Aim of the exercise: Retrieve every line from the records in which the word "usize" occurs.

Records for the exercise:
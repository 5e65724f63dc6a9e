// Copyright 2026 the Lacquer Authors
// SPDX-License-Identifier: Apache-2.0 OR MIT

//! Compositor services bound from the registry.

use lacquer_core::error::{Error, ErrorKind, Services};
use wayland_client::Proxy;
use wayland_client::QueueHandle;
use wayland_client::globals::{BindError, GlobalList};
use wayland_client::protocol::wl_compositor::WlCompositor;
use wayland_client::protocol::wl_shm::WlShm;
use wayland_protocols::wp::cursor_shape::v1::client::wp_cursor_shape_manager_v1::WpCursorShapeManagerV1;
use wayland_protocols::wp::fractional_scale::v1::client::wp_fractional_scale_manager_v1::WpFractionalScaleManagerV1;
use wayland_protocols::wp::viewporter::client::wp_viewporter::WpViewporter;
use wayland_protocols::xdg::xdg_output::zv1::client::zxdg_output_manager_v1::ZxdgOutputManagerV1;
use wayland_protocols_wlr::layer_shell::v1::client::zwlr_layer_shell_v1::ZwlrLayerShellV1;
use wayland_protocols_wlr::screencopy::v1::client::zwlr_screencopy_manager_v1::ZwlrScreencopyManagerV1;

use crate::context::State;

/// Bound service handles. Mandatory services are always present.
#[derive(Debug)]
pub(crate) struct Globals {
    pub(crate) shm: WlShm,
    pub(crate) compositor: WlCompositor,
    pub(crate) layer_shell: ZwlrLayerShellV1,
    pub(crate) output_manager: ZxdgOutputManagerV1,
    pub(crate) cursor_shape: Option<WpCursorShapeManagerV1>,
    pub(crate) screencopy: Option<ZwlrScreencopyManagerV1>,
    pub(crate) fractional_scale: Option<WpFractionalScaleManagerV1>,
    pub(crate) viewporter: Option<WpViewporter>,
}

impl Globals {
    /// Binds every known service, failing with one kind per missing
    /// mandatory service.
    pub(crate) fn bind(globals: &GlobalList, qh: &QueueHandle<State>) -> Result<Self, Error> {
        let mut too_old = false;
        let shm: Option<WlShm> = accept(globals.bind(qh, 1..=1, ()), &mut too_old);
        let compositor: Option<WlCompositor> = accept(globals.bind(qh, 1..=4, ()), &mut too_old);
        let layer_shell: Option<ZwlrLayerShellV1> =
            accept(globals.bind(qh, 1..=4, ()), &mut too_old);
        let output_manager: Option<ZxdgOutputManagerV1> =
            accept(globals.bind(qh, 2..=3, ()), &mut too_old);

        let cursor_shape = globals.bind::<WpCursorShapeManagerV1, _, _>(qh, 1..=1, ()).ok();
        let screencopy = globals.bind::<ZwlrScreencopyManagerV1, _, _>(qh, 1..=3, ()).ok();
        let fractional_scale = globals
            .bind::<WpFractionalScaleManagerV1, _, _>(qh, 1..=1, ())
            .ok();
        let viewporter = globals.bind::<WpViewporter, _, _>(qh, 1..=1, ()).ok();

        let mut available = Services::empty();
        available.set(Services::SHM, shm.is_some());
        available.set(Services::COMPOSITOR, compositor.is_some());
        available.set(Services::LAYER_SHELL, layer_shell.is_some());
        available.set(Services::OUTPUT_MANAGER, output_manager.is_some());
        available.set(Services::CURSOR_SHAPE, cursor_shape.is_some());
        available.set(Services::SCREENCOPY, screencopy.is_some());
        available.set(Services::FRACTIONAL_SCALE, fractional_scale.is_some());
        available.set(Services::VIEWPORTER, viewporter.is_some());
        tracing::debug!(?available, "registry services bound");

        if let Err(err) = available.check_mandatory() {
            release_optional(cursor_shape, screencopy, fractional_scale, viewporter);
            if let Some(layer_shell) = layer_shell.filter(|l| l.version() >= 3) {
                layer_shell.destroy();
            }
            if let Some(output_manager) = output_manager {
                output_manager.destroy();
            }
            let err = if too_old {
                err.with(ErrorKind::PROTOCOL_VERSION)
            } else {
                err
            };
            tracing::error!(%err, "mandatory compositor services missing");
            return Err(err);
        }

        match (shm, compositor, layer_shell, output_manager) {
            (Some(shm), Some(compositor), Some(layer_shell), Some(output_manager)) => Ok(Self {
                shm,
                compositor,
                layer_shell,
                output_manager,
                cursor_shape,
                screencopy,
                fractional_scale,
                viewporter,
            }),
            _ => Err(ErrorKind::CONNECTION.into()),
        }
    }
}

fn accept<I>(result: Result<I, BindError>, too_old: &mut bool) -> Option<I> {
    match result {
        Ok(proxy) => Some(proxy),
        Err(BindError::UnsupportedVersion) => {
            *too_old = true;
            None
        }
        Err(BindError::NotPresent) => None,
    }
}

fn release_optional(
    cursor_shape: Option<WpCursorShapeManagerV1>,
    screencopy: Option<ZwlrScreencopyManagerV1>,
    fractional_scale: Option<WpFractionalScaleManagerV1>,
    viewporter: Option<WpViewporter>,
) {
    if let Some(manager) = cursor_shape {
        manager.destroy();
    }
    if let Some(manager) = screencopy {
        manager.destroy();
    }
    if let Some(manager) = fractional_scale {
        manager.destroy();
    }
    if let Some(viewporter) = viewporter {
        viewporter.destroy();
    }
}

impl Drop for Globals {
    fn drop(&mut self) {
        release_optional(
            self.cursor_shape.take(),
            self.screencopy.take(),
            self.fractional_scale.take(),
            self.viewporter.take(),
        );
        self.output_manager.destroy();
        if self.layer_shell.version() >= 3 {
            self.layer_shell.destroy();
        }
    }
}
use std::fmt;
use thiserror::Error;

/// Library result alias.
pub type Result<T> = std::result::Result<T, Error>;

/// Elements a paginated listing response must contain.
#[derive(Debug, Clone, Copy, PartialEq, Eq, Hash, PartialOrd, Ord)]
pub enum RequiredElement {
    ViewState,
    Table,
}

impl fmt::Display for RequiredElement {
    fn fmt(&self, f: &mut fmt::Formatter<'_>) -> fmt::Result {
        match self {
            Self::ViewState => f.write_str("element containing view-state"),
            Self::Table => f.write_str("entire table"),
        }
    }
}

#[derive(Debug, Error)]
pub enum Error {
    /// A single required element or value is absent from parsed markup.
    #[error("{0}")]
    Element(String),

    #[error("unable to browse table, missing: {} (URL: {url})", join(.missing))]
    MissingElements {
        url: String,
        missing: Vec<RequiredElement>,
    },

    #[error("table browser has not been launched")]
    NotLaunched,

    #[error("the scraper has already been launched")]
    AlreadyLaunched,

    #[error("table has no pagination")]
    NoPagination,

    #[error("page limit ({limit}) exceeded")]
    PageLimit { limit: usize },

    #[error("{context} (URL: {url})")]
    Fetch {
        context: String,
        url: String,
        #[source]
        source: Box<Error>,
    },

    #[error("failed fetching data from {failed} of {total} page(s): {first}")]
    Nested {
        failed: usize,
        total: usize,
        first: Box<Error>,
    },

    #[error("invalid launch argument(s): {}", .0.join("; "))]
    InvalidArguments(Vec<String>),

    #[error("{0}")]
    Usage(String),

    #[error("client '{0}' is not supported by this build")]
    UnsupportedClient(String),

    #[error("invalid selector '{0}'")]
    Selector(String),

    #[error("HTTP {status} for {url}")]
    Status { url: String, status: u16 },

    #[cfg(feature = "reqwest-client")]
    #[error("transport error: {0}")]
    Http(#[from] reqwest::Error),

    #[error("transport error: {0}")]
    Transport(String),
}

impl Error {
    pub(crate) fn element(msg: impl Into<String>) -> Self {
        Self::Element(msg.into())
    }

    pub(crate) fn fetch(context: impl Into<String>, url: impl Into<String>, source: Error) -> Self {
        Self::Fetch {
            context: context.into(),
            url: url.into(),
            source: Box::new(source),
        }
    }

    /// True for every failure raised while fetching or reading page markup.
    pub fn is_fetch_failure(&self) -> bool {
        matches!(
            self,
            Self::Fetch { .. }
                | Self::Nested { .. }
                | Self::PageLimit { .. }
                | Self::MissingElements { .. }
                | Self::Element(_)
        )
    }

    /// True when the page-count ceiling was hit, however deeply wrapped.
    pub fn is_page_limit(&self) -> bool {
        match self {
            Self::PageLimit { .. } => true,
            Self::Fetch { source, .. } => source.is_page_limit(),
            Self::Nested { first, .. } => first.is_page_limit(),
            _ => false,
        }
    }

    /// The composite diagnostic's absent elements, if this is one.
    pub fn missing_elements(&self) -> Option<&[RequiredElement]> {
        match self {
            Self::MissingElements { missing, .. } => Some(missing.as_slice()),
            Self::Fetch { source, .. } => source.missing_elements(),
            _ => None,
        }
    }
}

fn join(missing: &[RequiredElement]) -> String {
    missing
        .iter()
        .map(ToString::to_string)
        .collect::<Vec<_>>()
        .join(", ")
}

#[cfg(test)]
mod tests {
    use super::*;

    #[test]
    fn test_missing_elements_message_lists_every_element() {
        let err = Error::MissingElements {
            url: "https://example.com/events".into(),
            missing: vec![RequiredElement::ViewState, RequiredElement::Table],
        };
        assert_eq!(
            err.to_string(),
            "unable to browse table, missing: element containing view-state, entire table \
             (URL: https://example.com/events)"
        );
    }

    #[test]
    fn test_page_limit_is_distinguishable_through_wrapping() {
        let err = Error::fetch("Failed fetching page data.", "u", Error::PageLimit { limit: 3 });
        assert!(err.is_fetch_failure());
        assert!(err.is_page_limit());

        let structural = Error::fetch("Failed fetching page data.", "u", Error::element("x"));
        assert!(structural.is_fetch_failure());
        assert!(!structural.is_page_limit());
    }
}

Written solution:
    PageLimit { limit: usize },
        failed: usize,
        total: usize,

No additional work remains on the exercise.